**What you have to do:** For the data below, the lines that hold "container" should be counted; only the resulting number is expected.
-- Dataset follows --
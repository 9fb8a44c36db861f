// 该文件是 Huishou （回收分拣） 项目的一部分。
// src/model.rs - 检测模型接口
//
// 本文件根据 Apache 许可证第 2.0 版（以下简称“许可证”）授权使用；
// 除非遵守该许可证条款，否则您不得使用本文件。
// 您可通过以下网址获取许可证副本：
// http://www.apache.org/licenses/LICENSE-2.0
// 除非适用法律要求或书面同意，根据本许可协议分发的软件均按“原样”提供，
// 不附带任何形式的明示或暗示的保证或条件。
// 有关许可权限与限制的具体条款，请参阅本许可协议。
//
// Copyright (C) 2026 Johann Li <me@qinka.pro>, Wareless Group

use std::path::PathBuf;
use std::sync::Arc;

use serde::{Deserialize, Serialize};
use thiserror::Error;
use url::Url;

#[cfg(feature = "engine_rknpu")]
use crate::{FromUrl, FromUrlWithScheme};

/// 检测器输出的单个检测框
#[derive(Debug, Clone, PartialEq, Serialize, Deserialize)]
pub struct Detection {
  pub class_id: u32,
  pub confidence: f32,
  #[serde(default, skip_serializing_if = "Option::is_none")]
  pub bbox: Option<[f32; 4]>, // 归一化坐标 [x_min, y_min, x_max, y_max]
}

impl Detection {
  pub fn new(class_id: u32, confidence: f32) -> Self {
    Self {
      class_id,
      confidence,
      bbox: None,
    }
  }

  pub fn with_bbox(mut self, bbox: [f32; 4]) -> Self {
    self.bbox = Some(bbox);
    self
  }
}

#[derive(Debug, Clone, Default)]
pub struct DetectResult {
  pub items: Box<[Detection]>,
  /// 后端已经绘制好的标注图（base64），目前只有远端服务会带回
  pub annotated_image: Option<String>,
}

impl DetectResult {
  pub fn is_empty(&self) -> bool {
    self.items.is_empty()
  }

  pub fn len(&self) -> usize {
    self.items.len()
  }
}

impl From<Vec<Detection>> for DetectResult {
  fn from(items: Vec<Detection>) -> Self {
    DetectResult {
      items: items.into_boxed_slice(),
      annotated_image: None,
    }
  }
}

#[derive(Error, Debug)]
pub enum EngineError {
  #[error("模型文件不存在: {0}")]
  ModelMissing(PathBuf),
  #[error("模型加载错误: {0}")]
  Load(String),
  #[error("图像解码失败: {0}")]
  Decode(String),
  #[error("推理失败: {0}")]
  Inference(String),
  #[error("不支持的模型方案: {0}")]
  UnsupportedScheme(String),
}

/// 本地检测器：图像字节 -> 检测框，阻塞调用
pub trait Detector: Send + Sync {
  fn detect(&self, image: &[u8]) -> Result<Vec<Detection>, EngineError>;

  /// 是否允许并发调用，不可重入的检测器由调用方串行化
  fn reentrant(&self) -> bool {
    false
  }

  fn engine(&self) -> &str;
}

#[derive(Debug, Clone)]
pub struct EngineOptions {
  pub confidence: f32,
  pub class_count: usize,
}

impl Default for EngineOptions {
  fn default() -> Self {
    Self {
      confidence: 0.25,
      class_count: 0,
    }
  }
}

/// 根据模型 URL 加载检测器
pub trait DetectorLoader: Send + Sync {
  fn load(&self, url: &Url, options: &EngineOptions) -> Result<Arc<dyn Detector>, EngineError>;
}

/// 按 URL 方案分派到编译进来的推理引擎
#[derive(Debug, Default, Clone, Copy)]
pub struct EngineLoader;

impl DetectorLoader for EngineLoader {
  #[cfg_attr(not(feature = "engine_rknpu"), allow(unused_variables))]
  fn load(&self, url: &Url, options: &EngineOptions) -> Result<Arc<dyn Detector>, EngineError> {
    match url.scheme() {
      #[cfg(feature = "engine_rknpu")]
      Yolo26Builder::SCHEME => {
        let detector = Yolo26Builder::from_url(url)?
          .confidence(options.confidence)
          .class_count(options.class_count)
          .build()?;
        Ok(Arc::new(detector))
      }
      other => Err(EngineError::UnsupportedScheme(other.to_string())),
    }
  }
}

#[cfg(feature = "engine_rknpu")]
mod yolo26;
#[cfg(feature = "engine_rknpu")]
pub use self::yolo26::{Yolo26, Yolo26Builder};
-- Dataset concluded --
-- Dataset follows --
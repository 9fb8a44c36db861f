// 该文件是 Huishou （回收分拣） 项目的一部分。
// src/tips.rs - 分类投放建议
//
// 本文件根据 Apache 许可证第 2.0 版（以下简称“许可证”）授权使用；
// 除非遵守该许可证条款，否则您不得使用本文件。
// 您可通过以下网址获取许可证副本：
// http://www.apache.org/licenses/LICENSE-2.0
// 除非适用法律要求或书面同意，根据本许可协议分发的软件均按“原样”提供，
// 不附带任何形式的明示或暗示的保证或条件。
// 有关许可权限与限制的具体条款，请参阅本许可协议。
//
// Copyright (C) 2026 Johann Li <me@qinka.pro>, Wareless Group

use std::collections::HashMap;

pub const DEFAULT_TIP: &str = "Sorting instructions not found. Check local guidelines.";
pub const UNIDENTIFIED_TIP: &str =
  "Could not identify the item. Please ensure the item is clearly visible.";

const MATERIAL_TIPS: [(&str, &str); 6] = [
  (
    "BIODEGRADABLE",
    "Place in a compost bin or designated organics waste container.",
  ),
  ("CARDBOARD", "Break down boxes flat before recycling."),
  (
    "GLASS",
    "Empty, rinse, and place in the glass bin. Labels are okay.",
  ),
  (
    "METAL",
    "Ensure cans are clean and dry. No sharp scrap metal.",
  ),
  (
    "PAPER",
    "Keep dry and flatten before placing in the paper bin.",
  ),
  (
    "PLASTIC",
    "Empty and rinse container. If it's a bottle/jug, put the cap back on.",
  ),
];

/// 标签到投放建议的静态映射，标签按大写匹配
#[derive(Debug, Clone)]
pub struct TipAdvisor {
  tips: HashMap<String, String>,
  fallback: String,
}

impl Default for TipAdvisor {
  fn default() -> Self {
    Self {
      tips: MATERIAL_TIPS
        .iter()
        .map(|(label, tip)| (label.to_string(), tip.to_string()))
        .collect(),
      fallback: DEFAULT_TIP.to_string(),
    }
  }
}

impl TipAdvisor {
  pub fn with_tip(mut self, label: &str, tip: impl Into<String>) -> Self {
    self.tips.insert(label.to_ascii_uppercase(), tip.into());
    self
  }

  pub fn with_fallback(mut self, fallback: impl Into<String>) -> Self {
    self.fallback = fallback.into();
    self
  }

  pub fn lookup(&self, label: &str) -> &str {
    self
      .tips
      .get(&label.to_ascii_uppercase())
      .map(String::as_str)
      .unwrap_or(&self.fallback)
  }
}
-- Dataset concluded --
**Response:** 2